"Alles, was man im Netz anklickt, wird protokolliert", sagt Sharad Goel von der Stanford University. So entsteht über alle Web-Sites hinweg ein umfassendes Bild des Surfers, seine Surf-Chronik, -Geschichte oder -History.:
"Die sogenannten Third-Party-Tracker ermöglichen das. Sie beobachten alle Aktivitäten, die man im Web unternimmt. Und dann verkaufen sie diese Informationen an Werbetreibende oder machen sie ihnen anderweitig zugänglich. Man kann mit Sicherheit sagen, dass sie alles wissen, was man online tut."
Internetfirmen können leicht die User-Namen zuordnen
Sie wissen, was man tut. Aber sie wissen nicht, wer es tut. Die Chroniken der Surfer, die bei etlichen Third-Party-Trackern gespeichert sind, sie sind keinem Namen zugeordnet, sondern einer Nummer, beispielsweise der des Cookies, mit dessen Hilfe die Surftouren nachverfolgt werden. Die Chroniken sind pseudonymisiert. Internet-Firmen, die Klarnamen speichern, und die zugleich Cookies von anderen Sites aus verteilen, können aber leicht die Namen ihrer User dem entsprechenden Cookie zuordnen. Dass Facebook, Twitter und Amazon das nicht tun, kann man ihnen glauben. Man muss es aber nicht, sagt Arvind Narayanan von der Princeton University:
"Die Geschäftspolitik vieler dieser Unternehmen sieht vor, die Daten nicht mit Namen zu kombinieren. Aber nicht, weil sie es nicht könnten. Sie versprechen es. Und von Außen gibt es keine Möglichkeit, das zu überprüfen. Wollen wir diese vielen Firmen beim Wort nehmen? Ich weiß nicht. Das ist eine Debatte, die wir führen müssen. Aber wir sollten nicht so tun, als gäbe es technische Mittel, es zu erzwingen."

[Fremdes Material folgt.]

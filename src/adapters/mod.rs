//! Bridges between `std::io` and the packet traits.
//!
//! - [`ReaderSource`] - Any [`Read`] as an input [`Source`]
//! - [`WriterSink`] - Any [`Write`] as an output [`Sink`]

use std::io::{self, Read, Write};

use crate::input::Source;
use crate::output::Sink;

/// Pulls input from a [`Read`] implementation.
///
/// Interrupted reads are retried. Closing the source only marks it closed;
/// the reader itself is dropped with the input.
///
/// # Example
///
/// ```
/// use packetrs::{ByteOrder, Input, ReaderSource, default_pool};
///
/// let bytes: &[u8] = &[0, 0, 0, 42, b'\n'];
/// let mut input = Input::new(ReaderSource::new(bytes), default_pool());
/// assert_eq!(input.read_u32(ByteOrder::BigEndian)?, 42);
/// assert_eq!(input.read_utf8_line(16)?.as_deref(), Some(""));
/// assert!(input.end_of_input()?);
/// # Ok::<(), packetrs::PacketError>(())
/// ```
#[derive(Debug)]
pub struct ReaderSource<R> {
    inner: R,
    closed: bool,
}

impl<R: Read> ReaderSource<R> {
    /// Wraps `inner`.
    pub fn new(inner: R) -> Self {
        Self {
            inner,
            closed: false,
        }
    }

    /// The wrapped reader.
    pub fn get_ref(&self) -> &R {
        &self.inner
    }

    /// Returns true once the input closed this source.
    pub fn is_closed(&self) -> bool {
        self.closed
    }
}

impl<R: Read> Source for ReaderSource<R> {
    fn fill(&mut self, destination: &mut [u8]) -> io::Result<usize> {
        loop {
            match self.inner.read(destination) {
                Err(e) if e.kind() == io::ErrorKind::Interrupted => continue,
                result => return result,
            }
        }
    }

    fn close_source(&mut self) -> io::Result<()> {
        self.closed = true;
        Ok(())
    }
}

/// Pushes output to a [`Write`] implementation.
#[derive(Debug)]
pub struct WriterSink<W> {
    inner: W,
}

impl<W: Write> WriterSink<W> {
    /// Wraps `inner`.
    pub fn new(inner: W) -> Self {
        Self { inner }
    }

    /// The wrapped writer.
    pub fn get_ref(&self) -> &W {
        &self.inner
    }

    /// Unwraps the writer.
    pub fn into_inner(self) -> W {
        self.inner
    }
}

impl<W: Write> Sink for WriterSink<W> {
    fn flush(&mut self, source: &[u8]) -> io::Result<()> {
        self.inner.write_all(source)
    }

    fn close_destination(&mut self) -> io::Result<()> {
        self.inner.flush()
    }
}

Die Forscher aus Princeton und Stanford nun wollten herausbekommen, ob auch andere Unternehmen Surf-Chroniken und Namen kombinieren können, konkret die Profilnamen aus sozialen Netzwerken. Ihre Überlegung: Wer etwa einen Link zu einem Zeitungsartikel postet, der wird ihn vorher wohl auch selbst angesurft haben. Insofern schlagen sich die Postings in sozialen Netzwerken in Surf-Chroniken nieder. Oder umgekehrt: Surf-Chroniken lassen sich unter Umständen de-pseudonymisieren, also einem bestimmten Profil bei Facebook oder Twitter zuordnen.
Jede Seite kontaktiert neun Domains
Die Forscher haben es mit Twitter probiert. 400 Probanden haben ihnen Kopien ihrer Surfchroniken geschickt. Und die Wissenschaftler haben 70 Prozent davon korrekt dem entsprechenden Twitter-Profil zugeordnet. Ausgangsbasis war dabei die Gesamtmenge aller 300 Millionen Twitter-Profile. In der Praxis schickt zwar niemand seine Chronik einem Internet-Konzern, damit der ihn identifizieren kann. Aber das ist auch gar nicht nötig. Die Konzerne erstellen Surfchroniken schließlich selbst. Die Forscher betonen, dass die Third-Party-Tracker allgegenwärtig sind. Sie berufen sich dabei auf einen Vortrag, den ihr Kollege Tim Libert letztes Jahr vor der Internet Society gehalten hat:
"Bei der ersten Million der wichtigsten Web-Sites sind es 88 Prozent. So viele haben ein Third-Party-Element, Java-Script oder ein Cookie. Ein Cookie befindet sich auf über 60 Prozent der Sites. Im Schnitt kontaktiert jede Site über neun andere Domains. Also stellt sich die Frage: Wem gehören die?"
Google als größte aller Datenkraken
Die Antwort: Meistens Google. Die größte aller Datenkraken ist auf fast 800.000 von einer Million Web-Sites mit einem Third-Party-Element vertreten. Google entgeht nichts. Und es wäre für den Konzern auch ein Leichtes, Surfer zu identifizieren.